> [How to complete this task]: Could you count the lines below that include the word "computed" and give only the number?

(Records contained in a dataset)
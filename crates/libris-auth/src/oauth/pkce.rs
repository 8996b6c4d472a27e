//! PKCE (Proof Key for Code Exchange), RFC 7636.
//!
//! Both transforms are implemented. `plain` is only accepted when the
//! server's [`PkcePolicy`] allows it, since it offers no protection against
//! an attacker who can read the authorization request.
//!
//! # Example
//!
//! ```
//! use libris_auth::oauth::pkce::{PkceChallenge, PkceChallengeMethod, PkcePolicy, PkceVerifier};
//!
//! let policy = PkcePolicy::default();
//! let verifier = PkceVerifier::generate();
//! let challenge = PkceChallenge::from_verifier(&verifier);
//!
//! let method = PkceChallengeMethod::parse(Some("S256"), &policy).unwrap();
//! let stored = PkceChallenge::new(challenge.as_str(), method, &policy).unwrap();
//! assert!(stored.verify(&verifier, method).is_ok());
//! ```

use base64::{Engine, engine::general_purpose::URL_SAFE_NO_PAD};
use serde::{Deserialize, Serialize};
use sha2::{Digest, Sha256};
use subtle::ConstantTimeEq;

use crate::config::OAuthConfig;

/// Maximum verifier (and plain challenge) length.
pub const MAX_VERIFIER_LENGTH: usize = 128;

/// Length of a base64url-encoded SHA-256 digest without padding.
const S256_CHALLENGE_LENGTH: usize = 43;

// =============================================================================
// Error Types
// =============================================================================

/// Errors that can occur during PKCE operations.
#[derive(Debug, thiserror::Error)]
pub enum PkceError {
    /// Verifier length or characters are invalid.
    #[error("Invalid code_verifier: {0}")]
    InvalidVerifier(String),

    /// Challenge format is invalid for its method.
    #[error("Invalid code_challenge: {0}")]
    InvalidChallenge(String),

    /// Unknown challenge method.
    #[error("Unsupported code_challenge_method: {0}")]
    UnsupportedMethod(String),

    /// `plain` was requested but is disabled.
    #[error("code_challenge_method 'plain' is not allowed")]
    PlainNotAllowed,

    /// Verifier does not match the challenge.
    #[error("PKCE verification failed: code_verifier does not match code_challenge")]
    VerificationFailed,
}

impl PkceError {
    /// Returns the OAuth error code used at the authorization endpoint.
    ///
    /// At the token endpoint every PKCE failure is `invalid_grant`.
    #[must_use]
    pub fn oauth_error_code(&self) -> &'static str {
        match self {
            Self::VerificationFailed => "invalid_grant",
            _ => "invalid_request",
        }
    }
}

// =============================================================================
// Policy
// =============================================================================

/// Server-side PKCE rules.
#[derive(Debug, Clone, Copy, PartialEq, Eq)]
pub struct PkcePolicy {
    /// Accept the `plain` transform.
    pub allow_plain: bool,
    /// Minimum verifier length.
    pub min_verifier_length: usize,
}

impl Default for PkcePolicy {
    fn default() -> Self {
        Self {
            allow_plain: false,
            min_verifier_length: 43,
        }
    }
}

impl From<&OAuthConfig> for PkcePolicy {
    fn from(config: &OAuthConfig) -> Self {
        Self {
            allow_plain: config.allow_plain_pkce,
            min_verifier_length: config.pkce_min_verifier_length,
        }
    }
}

fn is_unreserved(c: char) -> bool {
    c.is_ascii_alphanumeric() || matches!(c, '-' | '.' | '_' | '~')
}

// =============================================================================
// Challenge Method
// =============================================================================

/// PKCE code challenge method.
#[derive(Debug, Clone, Copy, PartialEq, Eq, Hash, Serialize, Deserialize)]
pub enum PkceChallengeMethod {
    /// `code_challenge = code_verifier`.
    #[serde(rename = "plain")]
    Plain,
    /// `code_challenge = BASE64URL(SHA256(ASCII(code_verifier)))`.
    #[serde(rename = "S256")]
    S256,
}

impl PkceChallengeMethod {
    /// Parses the `code_challenge_method` parameter.
    ///
    /// An absent method means `plain` (RFC 7636 §4.3), so it is subject to
    /// the same policy check.
    ///
    /// # Errors
    ///
    /// Returns `UnsupportedMethod` for unknown values and `PlainNotAllowed`
    /// when `plain` is disabled.
    pub fn parse(method: Option<&str>, policy: &PkcePolicy) -> Result<Self, PkceError> {
        let method = match method {
            None | Some("plain") => Self::Plain,
            Some("S256") => Self::S256,
            Some(other) => return Err(PkceError::UnsupportedMethod(other.to_string())),
        };
        if method == Self::Plain && !policy.allow_plain {
            return Err(PkceError::PlainNotAllowed);
        }
        Ok(method)
    }

    /// Returns the parameter value for this method.
    #[must_use]
    pub fn as_str(&self) -> &'static str {
        match self {
            Self::Plain => "plain",
            Self::S256 => "S256",
        }
    }

    /// Applies the transform to a verifier.
    #[must_use]
    pub fn transform(&self, verifier: &PkceVerifier) -> String {
        match self {
            Self::Plain => verifier.0.clone(),
            Self::S256 => {
                let mut hasher = Sha256::new();
                hasher.update(verifier.0.as_bytes());
                URL_SAFE_NO_PAD.encode(hasher.finalize())
            }
        }
    }
}

impl std::fmt::Display for PkceChallengeMethod {
    fn fmt(&self, f: &mut std::fmt::Formatter<'_>) -> std::fmt::Result {
        write!(f, "{}", self.as_str())
    }
}

// =============================================================================
// PKCE Verifier
// =============================================================================

/// PKCE code verifier.
///
/// A string of unreserved characters `[A-Za-z0-9-._~]`, between the policy
/// minimum and 128 characters long.
#[derive(Debug, Clone)]
pub struct PkceVerifier(String);

impl PkceVerifier {
    /// Create a verifier from the `code_verifier` parameter.
    ///
    /// # Errors
    ///
    /// Returns `InvalidVerifier` if the length or the characters are invalid.
    pub fn new(verifier: impl Into<String>, policy: &PkcePolicy) -> Result<Self, PkceError> {
        let verifier = verifier.into();
        let len = verifier.len();

        if len < policy.min_verifier_length || len > MAX_VERIFIER_LENGTH {
            return Err(PkceError::InvalidVerifier(format!(
                "length must be {}-{MAX_VERIFIER_LENGTH} characters, got {len}",
                policy.min_verifier_length
            )));
        }

        if !verifier.chars().all(is_unreserved) {
            return Err(PkceError::InvalidVerifier(
                "must only contain [A-Za-z0-9-._~]".to_string(),
            ));
        }

        Ok(Self(verifier))
    }

    /// Generate a cryptographically random verifier (43 characters).
    #[must_use]
    pub fn generate() -> Self {
        use rand::Rng;
        let bytes: [u8; 32] = rand::thread_rng().r#gen();
        Self(URL_SAFE_NO_PAD.encode(bytes))
    }

    /// Get the verifier as a string slice.
    #[must_use]
    pub fn as_str(&self) -> &str {
        &self.0
    }
}

// =============================================================================
// PKCE Challenge
// =============================================================================

/// PKCE code challenge as received in the authorization request.
#[derive(Debug, Clone, PartialEq, Eq)]
pub struct PkceChallenge(String);

impl PkceChallenge {
    /// Create the S256 challenge for a verifier.
    #[must_use]
    pub fn from_verifier(verifier: &PkceVerifier) -> Self {
        Self(PkceChallengeMethod::S256.transform(verifier))
    }

    /// Validate a challenge received from a client.
    ///
    /// # Errors
    ///
    /// Returns `InvalidChallenge` if an S256 challenge is not a 43 character
    /// base64url digest, or a plain challenge is not a valid verifier.
    pub fn new(
        challenge: &str,
        method: PkceChallengeMethod,
        policy: &PkcePolicy,
    ) -> Result<Self, PkceError> {
        match method {
            PkceChallengeMethod::S256 => {
                let decoded = URL_SAFE_NO_PAD.decode(challenge).ok();
                if challenge.len() != S256_CHALLENGE_LENGTH
                    || decoded.map(|d| d.len()) != Some(32)
                {
                    return Err(PkceError::InvalidChallenge(
                        "S256 challenge must be a base64url SHA-256 digest".to_string(),
                    ));
                }
            }
            PkceChallengeMethod::Plain => {
                PkceVerifier::new(challenge, policy)
                    .map_err(|e| PkceError::InvalidChallenge(e.to_string()))?;
            }
        }
        Ok(Self(challenge.to_string()))
    }

    /// Wrap a challenge loaded from storage (already validated).
    #[must_use]
    pub fn from_stored(challenge: impl Into<String>) -> Self {
        Self(challenge.into())
    }

    /// Verify a verifier against this challenge in constant time.
    ///
    /// # Errors
    ///
    /// Returns `VerificationFailed` on mismatch.
    pub fn verify(
        &self,
        verifier: &PkceVerifier,
        method: PkceChallengeMethod,
    ) -> Result<(), PkceError> {
        let computed = method.transform(verifier);
        if bool::from(computed.as_bytes().ct_eq(self.0.as_bytes())) {
            Ok(())
        } else {
            Err(PkceError::VerificationFailed)
        }
    }

    /// Get the challenge as a string slice.
    #[must_use]
    pub fn as_str(&self) -> &str {
        &self.0
    }

    /// Consume the challenge and return the inner string.
    #[must_use]
    pub fn into_inner(self) -> String {
        self.0
    }
}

> [Answer section]: 2